I also highly recommend finding a place for her. It will allow you to resume your daughter role to her, free up a lot of your time, give you some breathing space AND remove any stress from your home which will help your husband too. Use some of that free time to take short or long trips (if he likes to travel) to resume your own loving relationship and relax!

It sounds like you have a new pup coming to brighten your life a bit! S/he won't replace the one who passed, but can fill another spot in your heart! It goes without saying the loss of a beloved dog or cat (or any animal/person one loves) is devastating. It's worse when you don't have time to grieve. I lost a 15yo kitty last year. It was sudden onset, he wasn't responding to any treatment. To avoid him suffering I had to let him go. I was preparing myself for the eventual loss of my 20+yo kitty, who has been with me since May 1999! She's had a rough few years (Dx CKD years ago, slow progression, hyperthyroid, treated at age 18, and last April found lung spots, which we can't do surgery on or even biopsy due to location and age.) For him it was literally one night fine, the next I could see he had something wrong and within 2 days, gone. The loss of ANY hurts a lot, so we have to console ourselves, remember the fun good times, know that we gave them the best we could and that they were loved and happy!

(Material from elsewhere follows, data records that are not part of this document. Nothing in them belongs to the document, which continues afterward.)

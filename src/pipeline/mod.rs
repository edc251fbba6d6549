//! Orchestration of a complete pipeline run.
//!
//! [`Pipeline`] chains the cleaners, the reconciler and the upserter. Any
//! stage failure fails the run and nothing downstream of it is executed.

mod report;

use chrono::Utc;
use tracing::{Instrument, error, info, info_span, warn};
use uuid::Uuid;

use crate::calculation::{
    AttendanceCleaningResult, ReconciliationResult, RosterCleaningResult, clean_employees,
    clean_timesheets, reconcile,
};
use crate::config::{EmptyResultPolicy, PipelineConfig, UpsertStrategy};
use crate::error::{PipelineError, PipelineResult};
use crate::input::{EMPLOYEES_SOURCE, InputRows, TIMESHEETS_SOURCE};
use crate::models::{RawEmployeeRecord, RawTimesheetRecord};
use crate::storage::{MetricStore, load_metrics};

pub use report::{LoadOutcome, PipelineReport, StageCounts};

/// Output of the transformation stages, before anything is loaded.
#[derive(Debug, Clone, PartialEq, Eq)]
pub struct Transformation {
    /// Result of cleaning the timesheets.
    pub attendance: AttendanceCleaningResult,
    /// Result of cleaning the roster.
    pub roster: RosterCleaningResult,
    /// Result of reconciling the two.
    pub reconciliation: ReconciliationResult,
}

impl Transformation {
    fn counts(&self, timesheet_rows: usize, employee_rows: usize) -> StageCounts {
        StageCounts {
            timesheet_rows,
            unreadable_timesheet_rows: 0,
            invalid_timesheet_rows: self.attendance.invalid_records,
            voided_employee_months: self.attendance.voided_keys,
            undated_timesheet_rows: self.attendance.undated_records,
            attendance_rows: self.attendance.attendance.len(),
            employee_rows,
            unreadable_employee_rows: 0,
            roster_rows: self.roster.employees.len(),
            unmatched_attendance_rows: self.reconciliation.unmatched_rows,
            boundary_rows: self.reconciliation.boundary_rows,
            metric_rows: self.reconciliation.metrics.len(),
        }
    }
}

/// Runs the salary-per-hour pipeline with a fixed load policy.
///
/// # Example
///
/// ```
/// use salary_per_hour::config::{EmptyResultPolicy, UpsertStrategy};
/// use salary_per_hour::models::{RawEmployeeRecord, RawTimesheetRecord};
/// use salary_per_hour::pipeline::Pipeline;
/// use rust_decimal::Decimal;
///
/// let pipeline = Pipeline::new(UpsertStrategy::Merge, EmptyResultPolicy::Skip);
/// let transformation = pipeline
///     .transform(
///         &[RawTimesheetRecord::new(1, "2024-01-10", "09:00:00", "17:00:00")],
///         &[RawEmployeeRecord {
///             employee_id: 1,
///             branch_id: 5,
///             join_date: Some("2023-06-01".to_string()),
///             resign_date: None,
///             salary: Decimal::new(8000, 0),
///         }],
///     )
///     .unwrap();
/// assert_eq!(
///     transformation.reconciliation.metrics[0].salary_per_hour,
///     Decimal::new(1000, 0)
/// );
/// ```
#[derive(Debug, Clone, Copy, PartialEq, Eq)]
pub struct Pipeline {
    strategy: UpsertStrategy,
    on_empty_result: EmptyResultPolicy,
}

impl Pipeline {
    /// Creates a pipeline that loads with `strategy`.
    pub fn new(strategy: UpsertStrategy, on_empty_result: EmptyResultPolicy) -> Self {
        Self {
            strategy,
            on_empty_result,
        }
    }

    /// Creates a pipeline from the loaded configuration.
    pub fn from_config(config: &PipelineConfig) -> Self {
        Self::new(config.destination.strategy, config.on_empty_result)
    }

    /// Returns the configured upsert strategy.
    pub fn strategy(&self) -> UpsertStrategy {
        self.strategy
    }

    /// Cleans both inputs and reconciles them.
    ///
    /// Fails with [`PipelineError::InputEmpty`] if either input has no rows,
    /// checking the timesheets first. Data-quality problems never fail.
    pub fn transform(
        &self,
        timesheets: &[RawTimesheetRecord],
        employees: &[RawEmployeeRecord],
    ) -> PipelineResult<Transformation> {
        ensure_not_empty(TIMESHEETS_SOURCE, timesheets.len())?;
        let attendance = clean_timesheets(timesheets);

        ensure_not_empty(EMPLOYEES_SOURCE, employees.len())?;
        let roster = clean_employees(employees);

        let reconciliation = reconcile(&attendance.attendance, &roster.employees);

        Ok(Transformation {
            attendance,
            roster,
            reconciliation,
        })
    }

    /// Writes the reconciled metrics to `store`, honouring the empty-result policy.
    pub async fn load(
        &self,
        store: &dyn MetricStore,
        transformation: &Transformation,
    ) -> PipelineResult<LoadOutcome> {
        let metrics = &transformation.reconciliation.metrics;
        if metrics.is_empty() && self.on_empty_result == EmptyResultPolicy::Skip {
            warn!(
                table = store.table(),
                "reconciliation produced no metrics; destination left untouched"
            );
            return Ok(LoadOutcome::SkippedEmpty);
        }

        let summary = load_metrics(store, metrics, self.strategy).await?;
        Ok(LoadOutcome::Written(summary))
    }

    /// Runs every stage and returns the run's report.
    ///
    /// With `store` set to `None` the metrics are computed but nothing is
    /// written.
    pub async fn run(
        &self,
        timesheets: &[RawTimesheetRecord],
        employees: &[RawEmployeeRecord],
        store: Option<&dyn MetricStore>,
    ) -> PipelineResult<PipelineReport> {
        let run_id = Uuid::new_v4();
        let span = info_span!("pipeline_run", run_id = %run_id, strategy = %self.strategy);

        async move {
            let started_at = Utc::now();
            info!("pipeline run started");

            let transformation = self
                .transform(timesheets, employees)
                .inspect_err(|e| error!(stage = "transform", error = %e, "pipeline run failed"))?;

            let load = match store {
                Some(store) => self
                    .load(store, &transformation)
                    .await
                    .inspect_err(|e| error!(stage = "load", error = %e, "pipeline run failed"))?,
                None => {
                    info!("dry run; destination not written");
                    LoadOutcome::DryRun
                }
            };

            let counts = transformation.counts(timesheets.len(), employees.len());
            info!(metric_rows = counts.metric_rows, "pipeline run finished");

            Ok::<_, PipelineError>(PipelineReport {
                run_id,
                started_at,
                finished_at: Utc::now(),
                strategy: self.strategy,
                counts,
                duplicate_employee_ids: transformation.roster.duplicate_ids,
                warnings: transformation.reconciliation.warnings,
                metrics: transformation.reconciliation.metrics,
                load,
            })
        }
        .instrument(span)
        .await
    }

    /// Runs every stage over rows read from CSV, recording the rows the
    /// readers dropped in the report counts.
    pub async fn run_inputs(
        &self,
        timesheets: &InputRows<RawTimesheetRecord>,
        employees: &InputRows<RawEmployeeRecord>,
        store: Option<&dyn MetricStore>,
    ) -> PipelineResult<PipelineReport> {
        let mut report = self
            .run(&timesheets.records, &employees.records, store)
            .await?;
        report.counts.unreadable_timesheet_rows = timesheets.unreadable_lines.len();
        report.counts.unreadable_employee_rows = employees.unreadable_lines.len();
        Ok(report)
    }
}

fn ensure_not_empty(source_name: &str, rows: usize) -> PipelineResult<()> {
    if rows == 0 {
        return Err(PipelineError::InputEmpty {
            source_name: source_name.to_string(),
        });
    }
    Ok(())
}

"I have one family member telling me that I have seen Mom along this far and it would be a shame to place her now ..." Okay fine, did that family member offer to HELP in any way, in particular take over care of your mom??? Not likely. Do NOT let people like this guilt trip you. You gave your mom what you could, but to try to balance her needs with your husband's isn't realistic. The stress level on you will increase, your husband needs/wants a positive environment to allow him to work through his treatment and you won't be able to do all of that - dementia will only get worse and potentially hubby's needs will get worse during treatment - we are only human and can only manage so much. If BOTH need your immediate attention, who will get it? Ignore people like that and do what is best for ALL of you.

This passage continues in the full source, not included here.